How are integer types converted implicitly?

Question

The following code fails on a MISRA check. The concrete error message is:

(MISRA-C:2004 10.1/R) The value of an expression of integer type shall not be implicitly converted to a different underlying type if it is not a conversion to a wider integer type of the same signedness

typedef enum _MyEnum { One, Two } MyEnum;
MyEnum MyVariable;

int foo(void)
{
    int result = 1;

    if (One == MyVariable)  // fails here with MISRA-C:2004 10.1/R
    {
        result = 2;
    }    
    return result;
}

• Why is the logical expression converted?
• What is converted here?
• Why does the code pass the MISRA check, when I swap One and MyVariable?

Edit: The compiler is a TI "MSP430 C/C++ Compiler v4.0.0" with included MISRA rules check.

Answer 1

I would suspect a compiler bug. What compiler are you using? This post mentions a compiler bug causing Misra 10.1/R failures when using TI's compiler.

Answer 2

There is no bug in the MISRA checker, it behaves correctly. You get this error because the C standard is flawed and illogical.

There are two items:

• One is an enumeration constant. The standard §6.7.2.2/2 states that this shall be compatible with int, no exceptions.

• MyVariable is an enumerated type. The standard §6.7.7.2/4 states that this should be compatible with char, a signed integer type or an unsigned integer type. Which type that applies is implementation-defined behavior.

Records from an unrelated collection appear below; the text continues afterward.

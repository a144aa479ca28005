use mongodb::bson::Binary;
use serde::{Deserialize, Serialize};

#[derive(Serialize, Deserialize, Debug, Clone)]
pub struct Booker {
    pub booker_name: String,
    pub booker_email: String,
    pub booker_location: Option<String>,
    pub booker_number: Option<String>,
}

// One document per unsold product. Product fields are snapshots taken at the first
// reservation; later product edits do not flow back into the booking.
#[derive(Serialize, Deserialize, Debug, Clone)]
pub struct Booking {
    pub id: Binary,
    pub product_id: Binary,
    pub seller_email: String,
    pub seller_contact: Option<String>,
    pub product_name: String,
    pub price: i32,
    pub image: Option<String>,
    pub is_paid: Option<bool>,
    pub bought_by: Option<String>,
    pub seller_removed: Option<bool>,
    #[serde(default)]
    pub bookers: Vec<Booker>,
}

impl Booking {
    // Projection handed to a buyer: only their own booker entries survive, the
    // shared product/seller fields and sale status stay untouched.
    pub fn own_entries(mut self, email: &str) -> Self {
        self.bookers.retain(|booker| booker.booker_email == email);
        self
    }
}

// Body of POST /bookings.
#[derive(Deserialize, Debug)]
pub struct ReserveRequest {
    pub product_id: Binary,
    pub booker_name: String,
    pub booker_email: String,
    pub booker_location: Option<String>,
    pub booker_number: Option<String>,
}

impl ReserveRequest {
    pub fn booker(&self) -> Booker {
        Booker {
            booker_name: self.booker_name.clone(),
            booker_email: self.booker_email.clone(),
            booker_location: self.booker_location.clone(),
            booker_number: self.booker_number.clone(),
        }
    }
}

#[cfg(test)]
mod tests {
    use super::*;
    use crate::models::new_id;

    fn booker(email: &str) -> Booker {
        Booker {
            booker_name: email.to_string(),
            booker_email: email.to_string(),
            booker_location: Some("here".to_string()),
            booker_number: None,
        }
    }

    #[test]
    fn own_entries_strips_other_buyers() {
        let booking = Booking {
            id: new_id(),
            product_id: new_id(),
            seller_email: "seller@x.com".to_string(),
            seller_contact: None,
            product_name: "Bike".to_string(),
            price: 50,
            image: None,
            is_paid: Some(true),
            bought_by: Some("a@x.com".to_string()),
            seller_removed: None,
            bookers: vec![booker("a@x.com"), booker("b@x.com")],
        };

        let projected = booking.own_entries("b@x.com");
        assert_eq!(projected.bookers.len(), 1);
        assert_eq!(projected.bookers[0].booker_email, "b@x.com");
        // shared sale status stays visible to the other buyer
        assert_eq!(projected.is_paid, Some(true));
        assert_eq!(projected.product_name, "Bike");
    }

    #[test]
    fn own_entries_on_a_foreign_booking_is_empty() {
        let booking = Booking {
            id: new_id(),
            product_id: new_id(),
            seller_email: "seller@x.com".to_string(),
            seller_contact: None,
            product_name: "Bike".to_string(),
            price: 50,
            image: None,
            is_paid: None,
            bought_by: None,
            seller_removed: None,
            bookers: vec![booker("a@x.com")],
        };
        assert!(booking.own_entries("c@x.com").bookers.is_empty());
    }
}
use futures::stream::TryStreamExt;
use mongodb::bson::doc;
use mongodb::error::Result;
use mongodb::options::UpdateOptions;
use mongodb::results::{DeleteResult, UpdateResult};
use mongodb::{Client, Collection};

use crate::models::user::User;

pub struct UserRepository {
    collection: Collection<User>,
}

impl UserRepository {
    pub fn new(client: &Client) -> Self {
        let db = client.database("secondhand");
        let collection = db.collection::<User>("users");
        UserRepository { collection }
    }

    // Create-if-absent / update-if-present in a single conditional write keyed on
    // email. The role is fixed at creation; a later upsert only refreshes the
    // profile fields.
    pub async fn upsert_user(&self, user: &User) -> Result<UpdateResult> {
        let filter = doc! { "email": user.email.clone() };
        let update = doc! {
            "$set": {
                "name": user.name.clone(),
                "phone": user.phone.clone(),
            },
            "$setOnInsert": {
                "email": user.email.clone(),
                "role": user.role.as_deref().unwrap_or("buyer"),
                "is_verified": false,
            }
        };
        let options = UpdateOptions::builder().upsert(true).build();
        self.collection.update_one(filter, update, options).await
    }

    pub async fn find_user_by_email(&self, email: &str) -> Result<Option<User>> {
        let filter = doc! { "email": email };
        self.collection.find_one(filter, None).await
    }

    pub async fn get_users_by_role(&self, role: &str) -> Result<Vec<User>> {
        let mut cursor = self.collection.find(doc! { "role": role }, None).await?;
        let mut users = Vec::new();
        while let Some(user) = cursor.try_next().await? {
            users.push(user);
        }
        Ok(users)
    }

    pub async fn verify_seller(&self, email: &str) -> Result<UpdateResult> {
        let filter = doc! { "email": email };
        let update = doc! { "$set": { "is_verified": true } };
        let options = UpdateOptions::builder().upsert(true).build();
        self.collection.update_one(filter, update, options).await
    }

    pub async fn delete_user(&self, email: &str) -> Result<DeleteResult> {
        self.collection.delete_one(doc! { "email": email }, None).await
    }
}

In your case, the implementation-defined enumerated type appears to be equal to unsigned int.

So the code attempts to implictly convert a variable of signed int to unsigned int, which is a violation of MISRA 2004 10.1.

MISRA-compliant code should be if (One == (MyEnum)MyVariable).

Answer 3

I would suspect the compiler internally handles enums as unsigned integer, as long there is no negative value within the enum.